Why no delegates in Java? And will Closures come to Java?

Having worked across Java and .NET platforms, I often compare the features of one over the other. One of the interesting features of the .NET platform is the concept of 'delegates'.

At first, a Java guy may take some time to understand the concept of delegates, but once you are hooked on to it, you tend to use it everywhere...because it is so convienient. The .NET framework uses delegates extensively throughtout its event framework.Java folks have traditionally used the 'Listener' interface pattern for eventing. Even concurrent/parallel libraries in .NET heavily use delegates, whereas Java folks have to still stick with interfaces :(  The closest equivalent to delegates in Java is the anonymous inner class - which IMHO is messy to read and write.

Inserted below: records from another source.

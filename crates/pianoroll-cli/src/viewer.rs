use anyhow::Context;
use std::path::Path;
use std::process::Command;

fn viewer_command(path: &Path) -> Command {
    if cfg!(target_os = "windows") {
        let mut command = Command::new("cmd");
        command.args(["/C", "start", ""]).arg(path);
        command
    } else if cfg!(target_os = "macos") {
        let mut command = Command::new("open");
        command.arg(path);
        command
    } else {
        let mut command = Command::new("xdg-open");
        command.arg(path);
        command
    }
}

/// 既定の画像ビューアで開きます。ビューアの終了は待ちません。
pub fn show(path: &Path) -> anyhow::Result<()> {
    let mut command = viewer_command(path);
    tracing::debug!(?command, "launching viewer");
    command
        .spawn()
        .with_context(|| format!("Failed to open {} in an image viewer", path.display()))?;
    Ok(())
}
impl Layout {
    fn new(figure: &FigureOptions, ticks: &Ticks) -> Result<Self, RenderError> {
        let (width, height) = figure.pixel_size();
        let scale = ((figure.font_size * figure.dpi as f64 / 72.0
            / (font::GLYPH_HEIGHT + 1) as f64)
            .round() as u32)
            .max(1);
        let text_height = font::text_height(scale) as i64;
        let pad = figure.points_to_pixels(4.0);
        let tick_length = figure.points_to_pixels(3.5);
        let line_width = figure.points_to_pixels(0.8);
        let colorbar_width = ((width as f64 * 0.015).round() as i64).max(4);

        let left = pad + text_height + pad + max_label_width(&ticks.y, scale) + pad + tick_length;
        let right = pad * 3
            + colorbar_width
            + tick_length
            + pad
            + max_label_width(&ticks.colorbar, scale)
            + pad
            + text_height
            + pad;
        let top = pad + text_height + pad * 2;
        let bottom = tick_length + pad + text_height + pad + text_height + pad;

        let plot = Rect {
            x: left,
            y: top,
            width: width as i64 - left - right,
            height: height as i64 - top - bottom,
        };
        if plot.width < 2 || plot.height < 2 {
            return Err(RenderError::FigureTooSmall { width, height });
        }
        let colorbar = Rect {
            x: plot.right() + pad * 3,
            y: plot.y,
            width: colorbar_width,
            height: plot.height,
        };
        tracing::debug!(?plot, ?colorbar, scale, "computed figure layout");

        Ok(Layout {
            scale,
            pad,
            tick_length,
            line_width,
            plot,
            colorbar,
        })
    }
}
//! ヒートマップ用のカラーマップ。

/// カラーマップ。
#[derive(Debug, Clone, Copy, PartialEq, Eq, Default, serde::Serialize, serde::Deserialize)]
#[serde(rename_all = "lowercase")]
pub enum ColorMap {
    /// 黒→紫→橙→薄黄
    #[default]
    Magma,
    /// 黒→紫→赤→黄
    Inferno,
    /// 紫→緑→黄
    Viridis,
    /// 青紫→桃→黄
    Plasma,
    Grayscale,
}

// matplotlibの同名のカラーマップを等間隔で9点取ったもの
const MAGMA: [[u8; 3]; 9] = [
    [0x00, 0x00, 0x04],
    [0x1c, 0x10, 0x44],
    [0x4f, 0x12, 0x7b],
    [0x81, 0x25, 0x81],
    [0xb5, 0x36, 0x7a],
    [0xe5, 0x50, 0x64],
    [0xfb, 0x87, 0x61],
    [0xfe, 0xc2, 0x87],
    [0xfc, 0xfd, 0xbf],
];
const INFERNO: [[u8; 3]; 9] = [
    [0x00, 0x00, 0x04],
    [0x1f, 0x0c, 0x48],
    [0x55, 0x0f, 0x6d],
    [0x88, 0x22, 0x6a],
    [0xba, 0x36, 0x55],
    [0xe3, 0x59, 0x33],
    [0xf9, 0x8e, 0x09],
    [0xf6, 0xd7, 0x46],
    [0xfc, 0xff, 0xa4],
];
const VIRIDIS: [[u8; 3]; 9] = [
    [0x44, 0x01, 0x54],
    [0x47, 0x2d, 0x7b],
    [0x3b, 0x52, 0x8b],
    [0x2c, 0x72, 0x8e],
    [0x21, 0x91, 0x8c],
    [0x28, 0xae, 0x80],
    [0x5e, 0xc9, 0x62],
    [0xad, 0xdc, 0x30],
    [0xfd, 0xe7, 0x25],
];
const PLASMA: [[u8; 3]; 9] = [
    [0x0d, 0x08, 0x87],
    [0x4c, 0x02, 0xa1],
    [0x7e, 0x03, 0xa8],
    [0xa9, 0x23, 0x95],
    [0xcc, 0x47, 0x78],
    [0xe5, 0x6b, 0x5d],
    [0xf8, 0x94, 0x41],
    [0xfd, 0xc3, 0x28],
    [0xf0, 0xf9, 0x21],
];
const GRAYSCALE: [[u8; 3]; 2] = [[0x00, 0x00, 0x00], [0xff, 0xff, 0xff]];

impl ColorMap {
    /// `t`（0.0〜1.0）の位置の色を返します。範囲外の値は端に丸められます。
    pub fn sample(&self, t: f32) -> [u8; 3] {
        let anchors: &[[u8; 3]] = match self {
            ColorMap::Magma => &MAGMA,
            ColorMap::Inferno => &INFERNO,
            ColorMap::Viridis => &VIRIDIS,
            ColorMap::Plasma => &PLASMA,
            ColorMap::Grayscale => &GRAYSCALE,
        };
        let t = if t.is_nan() { 0.0 } else { t.clamp(0.0, 1.0) };
        let position = t * (anchors.len() - 1) as f32;
        let index = (position.floor() as usize).min(anchors.len() - 2);
        let frac = position - index as f32;
        let (from, to) = (anchors[index], anchors[index + 1]);
        std::array::from_fn(|channel| {
            let value = from[channel] as f32 + (to[channel] as f32 - from[channel] as f32) * frac;
            value.round() as u8
        })
    }
}

/// [`ColorMap`]のパースエラー。
#[derive(Debug, Clone, PartialEq, Eq, thiserror::Error)]
#[error("unknown color map: {0}")]
pub struct ColorMapParseError(String);

impl std::str::FromStr for ColorMap {
    type Err = ColorMapParseError;

    fn from_str(s: &str) -> Result<Self, Self::Err> {
        match s.to_ascii_lowercase().as_str() {
            "magma" => Ok(ColorMap::Magma),
            "inferno" => Ok(ColorMap::Inferno),
            "viridis" => Ok(ColorMap::Viridis),
            "plasma" => Ok(ColorMap::Plasma),
            "grayscale" | "greyscale" | "gray" | "grey" => Ok(ColorMap::Grayscale),
            _ => Err(ColorMapParseError(s.to_string())),
        }
    }
}
//! JSON設定ファイルの読み書き。

use anyhow::Context;
use pianoroll::PlotOptions;
use std::path::Path;

#[derive(Debug, Clone, serde::Serialize, serde::Deserialize)]
struct ConfigContainer {
    version: u64,
    value: serde_json::Value,
}

const CONFIG_VERSION: u64 = 1;

pub fn load_config(path: &Path) -> anyhow::Result<PlotOptions> {
    let file = std::fs::File::open(path)
        .with_context(|| format!("Failed to open config file {}", path.display()))?;
    let container: ConfigContainer = serde_json::from_reader(std::io::BufReader::new(file))
        .with_context(|| format!("Failed to parse config file {}", path.display()))?;
    if container.version != CONFIG_VERSION {
        anyhow::bail!(
            "Unsupported config version {} in {} (expected {CONFIG_VERSION})",
            container.version,
            path.display()
        );
    }
    let options = serde_json::from_value(container.value).context("Failed to parse config")?;
    tracing::debug!(?options, path = %path.display(), "loaded config");
    Ok(options)
}

#[cfg(test)]
pub fn save_config(path: &Path, options: &PlotOptions) -> anyhow::Result<()> {
    let container = ConfigContainer {
        version: CONFIG_VERSION,
        value: serde_json::to_value(options).context("Failed to serialize config")?,
    };
    let file = std::fs::File::create(path)
        .with_context(|| format!("Failed to create config file {}", path.display()))?;
    serde_json::to_writer_pretty(file, &container)
        .with_context(|| format!("Failed to write config file {}", path.display()))?;
    Ok(())
}
//! Compiler pipeline modules, in dependency order: tokens → lexer →
//! parser → surface AST → resolver → functional IR → type checker →
//! affine kernel → polyhedral model → translator → scheduler/sizer/
//! generator → backend.

pub mod affine;
pub mod ast;
pub mod emit;
pub mod fir;
pub mod lexer;
pub mod lower;
pub mod parser;
pub mod poly;
pub mod printer;
pub mod resolve;
pub mod tokens;
pub mod typecheck;
//! Rill Compiler
//!
//! Transforms Rill source files (`.rill`) into an imperative rendition of
//! the dataflow plus a JSON description of its stream interface: the
//! functional IR is type-checked, lowered to a polyhedral model,
//! scheduled into finite/init/period phases, and buffer sizes are derived
//! from the schedule.

pub mod compiler;
pub mod diagnostics;

use compiler::emit::{self, DescFile};
use compiler::lower::{self, ArgType};
use compiler::poly::buffers;
use compiler::poly::schedule::{self, Scheduled};
use compiler::poly::PolyProgram;
use compiler::printer::Printer;
use compiler::typecheck;
use compiler::{ast, fir, lexer, parser, resolve};
use rill_core::location::{CodeRange, SourceModule};

use thiserror::Error;

#[derive(Debug, Error)]
pub enum CompileError {
    #[error("lex error: {0}")]
    Lex(#[from] lexer::LexError),
    #[error("parse error: {0}")]
    Parse(#[from] parser::ParseError),
    #[error("{0}")]
    Resolve(#[from] resolve::ResolveError),
    #[error("{0}")]
    Type(#[from] typecheck::TypeError),
    #[error("{0}")]
    Lower(#[from] lower::LowerError),
    #[error("{0}")]
    Schedule(#[from] schedule::ScheduleError),
    #[error("{0}")]
    Emit(#[from] emit::EmitError),
    #[error("no symbol '{0}' available")]
    UnknownSymbol(String),
}

impl CompileError {
    /// The process exit code for this error family.
    pub fn exit_code(&self) -> i32 {
        match self {
            CompileError::Lex(_) | CompileError::Parse(_) => 3,
            CompileError::Resolve(_) | CompileError::UnknownSymbol(_) => 4,
            CompileError::Type(_) | CompileError::Lower(_) => 5,
            CompileError::Schedule(_) | CompileError::Emit(_) => 6,
        }
    }

    /// The source range the error points at, when one is known.
    pub fn range(&self) -> Option<CodeRange> {
        match self {
            CompileError::Lex(e) => Some(e.range()),
            CompileError::Parse(e) => Some(e.range()),
            CompileError::Resolve(e) => Some(e.range()),
            CompileError::Type(e) => Some(e.range()),
            CompileError::Lower(e) => Some(e.range()),
            CompileError::Schedule(_) | CompileError::Emit(_) | CompileError::UnknownSymbol(_) => {
                None
            }
        }
    }
}

/// One `--generate` request: the symbol and its argument types.
#[derive(Debug, Clone)]
pub struct Evaluation {
    pub name: String,
    pub args: Vec<ArgType>,
}

/// The products of one full compilation.
#[derive(Debug)]
pub struct Artifacts {
    pub target_text: String,
    pub description: DescFile,
    pub program: PolyProgram,
}

// ── Pipeline stages ─────────────────────────────────────────────────
//
// Each stage is callable on its own (the CLI composes them so partial
// results can be printed before a later stage aborts).

/// Lexing.
pub fn tokenize(module: &SourceModule) -> Result<Vec<compiler::tokens::Token>, CompileError> {
    Ok(lexer::Lexer::new(&module.text).tokenize()?)
}

/// Parsing.
pub fn parse(tokens: Vec<compiler::tokens::Token>) -> Result<ast::Module, CompileError> {
    Ok(parser::Parser::new(tokens).parse_module()?)
}

/// Name resolution: surface AST → FIR model.
pub fn build_model(module: &ast::Module) -> Result<fir::Model, CompileError> {
    Ok(resolve::resolve(module)?)
}

/// Type checking of every top-level identifier.
pub fn check(model: &mut fir::Model) -> Result<(), CompileError> {
    typecheck::process(model)?;
    Ok(())
}

/// Lower one evaluation to the polyhedral model.
pub fn lower_evaluation(
    model: &mut fir::Model,
    eval: &Evaluation,
) -> Result<PolyProgram, CompileError> {
    let target = model
        .lookup(&eval.name)
        .ok_or_else(|| CompileError::UnknownSymbol(eval.name.clone()))?;
    let arg_types: Vec<fir::Type> = eval.args.iter().map(|a| a.as_fir_type()).collect();
    typecheck::check_call(model, target, &arg_types)?;
    Ok(lower::translate(model, target, &eval.args)?)
}

/// Schedule the program and size its buffers.
pub fn schedule_program(program: &mut PolyProgram) -> Result<Scheduled, CompileError> {
    let sched = schedule::schedule(program)?;
    buffers::compute_buffers(program, &sched);
    Ok(sched)
}

/// Emit the imperative text and the interface description.
pub fn emit_artifacts(
    program: PolyProgram,
    sched: &Scheduled,
) -> Result<Artifacts, CompileError> {
    let target_text = emit::emit_text(&program, sched)?;
    let description = emit::describe(&program);
    Ok(Artifacts {
        target_text,
        description,
        program,
    })
}

/// The whole pipeline for one evaluation.
pub fn compile(module: &SourceModule, eval: &Evaluation) -> Result<Artifacts, CompileError> {
    let tokens = tokenize(module)?;
    let ast = parse(tokens)?;
    let mut model = build_model(&ast)?;
    check(&mut model)?;
    let mut program = lower_evaluation(&mut model, eval)?;
    let sched = schedule_program(&mut program)?;
    emit_artifacts(program, &sched)
}

/// The `--list-symbols` text for a checked model.
pub fn list_symbols(model: &fir::Model) -> String {
    Printer::new(model).symbol_listing()
}

/// Render a `CompileError` against its source module.
pub fn render_error(err: &CompileError, module: &SourceModule, ansi: bool) -> String {
    let range = err.range().unwrap_or_default();
    let d = diagnostics::Diagnostic::error(err.to_string(), module, range);
    if ansi {
        d.render_ansi()
    } else {
        d.render_plain()
    }
}

#[cfg(test)]
mod tests {
    use super::*;

    #[test]
    fn test_end_to_end_smoke() {
        let module = SourceModule::new("smoke", "f(x) = [t: x[t] + 1];");
        let eval = Evaluation {
            name: "f".to_string(),
            args: vec![ArgType::Stream(vec![fir::Extent::Infinite])],
        };
        let artifacts = compile(&module, &eval).expect("pipeline succeeds");
        assert!(artifacts.target_text.contains("void period(void)"));
        assert_eq!(artifacts.description.inputs.len(), 1);
    }

    #[test]
    fn test_unknown_symbol_exit_code() {
        let module = SourceModule::new("m", "f = 1;");
        let eval = Evaluation {
            name: "g".to_string(),
            args: Vec::new(),
        };
        let err = compile(&module, &eval).unwrap_err();
        assert_eq!(err.exit_code(), 4);
    }
}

StackOverFlow has a series of interesting discussion threads on this topic:
http://stackoverflow.com/questions/44912/java-delegates
http://stackoverflow.com/questions/2635013/why-not-net-style-delegates-rather-than-closures-in-java
http://stackoverflow.com/questions/1340231/is-there-an-equivilent-of-c-sharp-anonymous-delegates-in-java
http://stackoverflow.com/questions/1973579/why-doesnt-java-have-method-delegates


Another interesting feature that many dynamic languages have is 'closures'. A closure is similar to the concept of delegate, but they are not quite the same. Martin Fowler has a good bliki post explaining the concept of Closures and the difference compared to delegates.

.NET supports both closures and delegates. Found this good article explaning closures in .NET.